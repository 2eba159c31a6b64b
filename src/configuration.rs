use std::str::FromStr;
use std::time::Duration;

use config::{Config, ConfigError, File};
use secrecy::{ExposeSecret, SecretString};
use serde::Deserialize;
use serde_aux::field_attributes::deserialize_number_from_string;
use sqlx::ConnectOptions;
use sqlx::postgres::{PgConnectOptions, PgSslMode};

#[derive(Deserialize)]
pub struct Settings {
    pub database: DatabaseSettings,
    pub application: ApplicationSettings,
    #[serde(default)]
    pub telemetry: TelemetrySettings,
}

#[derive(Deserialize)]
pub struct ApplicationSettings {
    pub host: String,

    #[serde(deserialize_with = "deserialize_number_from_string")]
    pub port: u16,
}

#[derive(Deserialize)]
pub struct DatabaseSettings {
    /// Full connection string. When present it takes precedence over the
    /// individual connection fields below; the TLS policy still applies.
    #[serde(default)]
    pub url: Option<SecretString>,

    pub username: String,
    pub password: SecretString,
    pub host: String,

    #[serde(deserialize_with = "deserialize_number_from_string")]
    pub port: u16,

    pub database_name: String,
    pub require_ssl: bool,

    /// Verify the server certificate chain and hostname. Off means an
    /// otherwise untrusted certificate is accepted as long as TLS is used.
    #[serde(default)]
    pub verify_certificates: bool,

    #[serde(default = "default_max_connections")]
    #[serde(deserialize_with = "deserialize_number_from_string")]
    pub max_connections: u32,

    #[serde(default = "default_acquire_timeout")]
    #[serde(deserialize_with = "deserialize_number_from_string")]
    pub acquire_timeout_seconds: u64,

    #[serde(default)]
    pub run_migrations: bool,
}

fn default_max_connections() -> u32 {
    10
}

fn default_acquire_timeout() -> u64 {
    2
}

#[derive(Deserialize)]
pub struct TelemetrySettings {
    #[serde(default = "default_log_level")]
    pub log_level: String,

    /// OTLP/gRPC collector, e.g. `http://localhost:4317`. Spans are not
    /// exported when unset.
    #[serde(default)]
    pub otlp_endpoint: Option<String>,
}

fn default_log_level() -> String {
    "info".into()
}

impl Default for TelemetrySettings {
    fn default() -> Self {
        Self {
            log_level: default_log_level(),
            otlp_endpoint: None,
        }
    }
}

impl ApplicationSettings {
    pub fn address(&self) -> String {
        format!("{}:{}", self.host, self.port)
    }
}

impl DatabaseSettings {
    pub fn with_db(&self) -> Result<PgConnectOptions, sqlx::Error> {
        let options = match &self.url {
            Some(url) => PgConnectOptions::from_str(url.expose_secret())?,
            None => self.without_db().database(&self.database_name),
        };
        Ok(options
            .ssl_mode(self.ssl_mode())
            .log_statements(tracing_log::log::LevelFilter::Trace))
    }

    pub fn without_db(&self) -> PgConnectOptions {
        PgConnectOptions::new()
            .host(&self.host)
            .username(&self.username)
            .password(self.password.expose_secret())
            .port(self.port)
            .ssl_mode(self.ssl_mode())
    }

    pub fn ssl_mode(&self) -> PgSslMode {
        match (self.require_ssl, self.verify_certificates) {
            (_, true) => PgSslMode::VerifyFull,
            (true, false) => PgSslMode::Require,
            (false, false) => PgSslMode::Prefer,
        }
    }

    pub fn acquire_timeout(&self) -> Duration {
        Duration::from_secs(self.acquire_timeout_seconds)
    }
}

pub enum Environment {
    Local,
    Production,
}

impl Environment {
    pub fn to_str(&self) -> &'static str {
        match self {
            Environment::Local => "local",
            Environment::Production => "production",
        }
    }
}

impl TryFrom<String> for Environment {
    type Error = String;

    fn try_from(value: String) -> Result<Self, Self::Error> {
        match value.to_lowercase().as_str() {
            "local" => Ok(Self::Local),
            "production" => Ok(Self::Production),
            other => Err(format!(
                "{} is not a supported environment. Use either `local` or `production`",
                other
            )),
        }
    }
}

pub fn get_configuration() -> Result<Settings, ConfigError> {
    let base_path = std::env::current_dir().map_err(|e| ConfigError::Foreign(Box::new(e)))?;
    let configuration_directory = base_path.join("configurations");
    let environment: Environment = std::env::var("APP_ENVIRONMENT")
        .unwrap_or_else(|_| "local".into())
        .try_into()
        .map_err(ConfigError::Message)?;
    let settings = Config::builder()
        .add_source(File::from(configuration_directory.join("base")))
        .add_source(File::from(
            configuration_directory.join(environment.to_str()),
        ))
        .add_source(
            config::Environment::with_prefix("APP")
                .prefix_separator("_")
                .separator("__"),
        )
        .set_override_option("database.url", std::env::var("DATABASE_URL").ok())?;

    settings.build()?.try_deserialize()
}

==

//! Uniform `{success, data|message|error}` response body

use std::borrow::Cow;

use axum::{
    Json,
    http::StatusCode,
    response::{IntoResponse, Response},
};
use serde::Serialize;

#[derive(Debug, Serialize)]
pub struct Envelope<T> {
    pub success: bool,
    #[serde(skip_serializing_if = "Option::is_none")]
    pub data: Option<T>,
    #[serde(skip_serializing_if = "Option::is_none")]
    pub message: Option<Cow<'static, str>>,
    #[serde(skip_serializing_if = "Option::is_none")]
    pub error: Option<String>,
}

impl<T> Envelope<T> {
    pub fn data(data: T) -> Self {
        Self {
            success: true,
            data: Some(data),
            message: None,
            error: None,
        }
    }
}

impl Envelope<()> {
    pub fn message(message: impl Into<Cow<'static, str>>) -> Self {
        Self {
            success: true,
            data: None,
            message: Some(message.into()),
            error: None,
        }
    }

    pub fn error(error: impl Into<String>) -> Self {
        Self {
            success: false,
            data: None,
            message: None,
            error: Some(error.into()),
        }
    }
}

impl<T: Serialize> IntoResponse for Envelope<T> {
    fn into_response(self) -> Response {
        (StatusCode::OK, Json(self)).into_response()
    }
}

==

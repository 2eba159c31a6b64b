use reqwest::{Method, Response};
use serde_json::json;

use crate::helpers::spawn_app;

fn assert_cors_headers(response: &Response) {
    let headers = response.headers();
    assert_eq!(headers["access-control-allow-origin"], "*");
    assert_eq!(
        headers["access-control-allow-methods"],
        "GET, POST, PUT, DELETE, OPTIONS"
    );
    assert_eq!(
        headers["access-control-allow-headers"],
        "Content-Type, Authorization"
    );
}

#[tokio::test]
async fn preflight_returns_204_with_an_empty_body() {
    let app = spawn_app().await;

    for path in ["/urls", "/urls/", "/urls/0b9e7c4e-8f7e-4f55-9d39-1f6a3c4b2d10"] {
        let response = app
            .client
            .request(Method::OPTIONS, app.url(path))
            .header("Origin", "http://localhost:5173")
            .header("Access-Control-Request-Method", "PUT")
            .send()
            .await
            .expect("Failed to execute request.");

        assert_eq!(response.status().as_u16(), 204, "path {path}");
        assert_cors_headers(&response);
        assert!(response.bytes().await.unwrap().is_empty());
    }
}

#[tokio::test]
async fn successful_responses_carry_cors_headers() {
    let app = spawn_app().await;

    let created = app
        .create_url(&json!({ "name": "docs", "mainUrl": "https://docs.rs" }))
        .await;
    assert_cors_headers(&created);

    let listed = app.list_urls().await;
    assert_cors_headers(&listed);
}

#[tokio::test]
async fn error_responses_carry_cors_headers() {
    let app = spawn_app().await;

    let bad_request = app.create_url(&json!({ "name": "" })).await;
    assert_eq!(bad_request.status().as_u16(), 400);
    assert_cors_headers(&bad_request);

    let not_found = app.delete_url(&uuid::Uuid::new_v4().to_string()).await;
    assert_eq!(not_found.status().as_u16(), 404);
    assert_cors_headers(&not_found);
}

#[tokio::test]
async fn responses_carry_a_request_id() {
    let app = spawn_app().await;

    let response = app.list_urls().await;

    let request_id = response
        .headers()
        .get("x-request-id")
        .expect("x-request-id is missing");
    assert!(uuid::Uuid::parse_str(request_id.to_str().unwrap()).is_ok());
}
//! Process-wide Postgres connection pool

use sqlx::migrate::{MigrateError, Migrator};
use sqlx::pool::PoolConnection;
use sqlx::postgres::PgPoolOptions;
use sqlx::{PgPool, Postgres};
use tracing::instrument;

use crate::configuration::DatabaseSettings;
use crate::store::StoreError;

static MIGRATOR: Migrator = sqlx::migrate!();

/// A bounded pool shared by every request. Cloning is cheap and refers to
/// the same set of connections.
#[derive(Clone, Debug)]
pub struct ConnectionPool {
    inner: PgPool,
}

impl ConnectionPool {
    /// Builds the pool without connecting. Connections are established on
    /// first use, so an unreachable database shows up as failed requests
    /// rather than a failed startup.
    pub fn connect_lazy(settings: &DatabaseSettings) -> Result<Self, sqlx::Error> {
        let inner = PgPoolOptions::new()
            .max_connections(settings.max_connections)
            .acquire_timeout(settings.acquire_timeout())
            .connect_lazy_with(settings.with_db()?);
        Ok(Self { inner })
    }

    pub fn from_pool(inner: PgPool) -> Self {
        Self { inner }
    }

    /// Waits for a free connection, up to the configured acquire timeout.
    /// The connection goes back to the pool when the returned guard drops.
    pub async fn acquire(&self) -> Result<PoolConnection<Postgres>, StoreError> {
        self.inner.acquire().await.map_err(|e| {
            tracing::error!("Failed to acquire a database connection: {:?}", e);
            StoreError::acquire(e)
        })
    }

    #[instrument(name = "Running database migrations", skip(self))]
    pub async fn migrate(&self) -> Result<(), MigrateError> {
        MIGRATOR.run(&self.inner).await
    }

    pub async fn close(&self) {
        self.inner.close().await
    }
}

--- EXERCISE INSTRUCTIONS ---
Scan the lines above for the word "value" and copy every one where it occurs.

--- TASK OUTPUT ---
    fn try_from(value: String) -> Result<Self, Self::Error> {
        match value.to_lowercase().as_str() {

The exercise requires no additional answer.